| Dataset records |
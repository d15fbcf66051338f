//! SQLite persistence for snapshots and the game event log.
//!
//! RULE: Only store.rs talks to the database. The engine never does I/O;
//! hosts decide when to save and load, and hand raw snapshot JSON across.

use crate::{
    error::{IdleError, IdleResult},
    event::GameEvent,
    types::{SaveId, Timestamp},
};
use rusqlite::{params, Connection, OptionalExtension};

pub struct SaveStore {
    conn: Connection,
}

impl SaveStore {
    /// Open (or create) the save database at `path`.
    pub fn open(path: &str) -> IdleResult<Self> {
        let conn = Connection::open(path)?;
        // In-memory databases report "memory" instead of switching.
        conn.execute_batch("PRAGMA journal_mode=WAL;")?;
        Ok(Self { conn })
    }

    /// Open an in-memory database (used in tests).
    pub fn in_memory() -> IdleResult<Self> {
        let conn = Connection::open_in_memory()?;
        Ok(Self { conn })
    }

    /// Apply all schema migrations in order.
    pub fn migrate(&self) -> IdleResult<()> {
        self.conn
            .execute_batch(include_str!("../../migrations/001_saves.sql"))?;
        Ok(())
    }

    // ── Snapshots ──────────────────────────────────────────────

    /// Insert or overwrite the snapshot of `save_id`.
    pub fn save_snapshot(&self, save_id: &str, snapshot_json: &str, saved_at: Timestamp) -> IdleResult<()> {
        self.conn.execute(
            "INSERT INTO save_slot (save_id, snapshot_json, created_at, saved_at)
             VALUES (?1, ?2, ?3, ?3)
             ON CONFLICT(save_id) DO UPDATE
               SET snapshot_json = excluded.snapshot_json,
                   saved_at      = excluded.saved_at",
            params![save_id, snapshot_json, saved_at],
        )?;
        log::debug!("store: saved snapshot for {save_id} at {saved_at}");
        Ok(())
    }

    pub fn load_snapshot(&self, save_id: &str) -> IdleResult<Option<String>> {
        let json = self
            .conn
            .query_row(
                "SELECT snapshot_json FROM save_slot WHERE save_id = ?1",
                params![save_id],
                |row| row.get::<_, String>(0),
            )
            .optional()?;
        Ok(json)
    }

    /// Remove a slot and its event log. Used on game reset.
    pub fn delete_save(&self, save_id: &str) -> IdleResult<()> {
        self.conn
            .execute("DELETE FROM save_slot WHERE save_id = ?1", params![save_id])?;
        self.conn
            .execute("DELETE FROM event_log WHERE save_id = ?1", params![save_id])?;
        log::info!("store: deleted save {save_id}");
        Ok(())
    }

    /// All slots, most recently saved first.
    pub fn list_saves(&self) -> IdleResult<Vec<(SaveId, Timestamp)>> {
        let mut stmt = self.conn.prepare(
            "SELECT save_id, saved_at FROM save_slot ORDER BY saved_at DESC, save_id ASC",
        )?;
        let saves = stmt
            .query_map([], |row| Ok((row.get(0)?, row.get(1)?)))?
            .collect::<Result<Vec<_>, _>>()?;
        Ok(saves)
    }

    // ── Event log ──────────────────────────────────────────────

    pub fn append_event(&self, save_id: &str, at: Timestamp, event: &GameEvent) -> IdleResult<()> {
        self.conn.execute(
            "INSERT INTO event_log (save_id, at, event_type, payload)
             VALUES (?1, ?2, ?3, ?4)",
            params![save_id, at, event.type_name(), serde_json::to_string(event)?],
        )?;
        Ok(())
    }

    pub fn event_count(&self, save_id: &str) -> IdleResult<i64> {
        let count = self.conn.query_row(
            "SELECT COUNT(*) FROM event_log WHERE save_id = ?1",
            params![save_id],
            |row| row.get(0),
        )?;
        Ok(count)
    }

    /// Events of a slot in insertion order.
    pub fn events(&self, save_id: &str) -> IdleResult<Vec<GameEvent>> {
        let mut stmt = self.conn.prepare(
            "SELECT payload FROM event_log WHERE save_id = ?1 ORDER BY id ASC",
        )?;
        let payloads = stmt
            .query_map(params![save_id], |row| row.get::<_, String>(0))?
            .collect::<Result<Vec<_>, _>>()?;
        payloads
            .iter()
            .map(|p| serde_json::from_str(p).map_err(IdleError::from))
            .collect()
    }
}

| Exercise prompt |
Using the listing, filter for "INTO" and return the matching lines.

| Problem solution |
            "INSERT INTO save_slot (save_id, snapshot_json, created_at, saved_at)
            "INSERT INTO event_log (save_id, at, event_type, payload)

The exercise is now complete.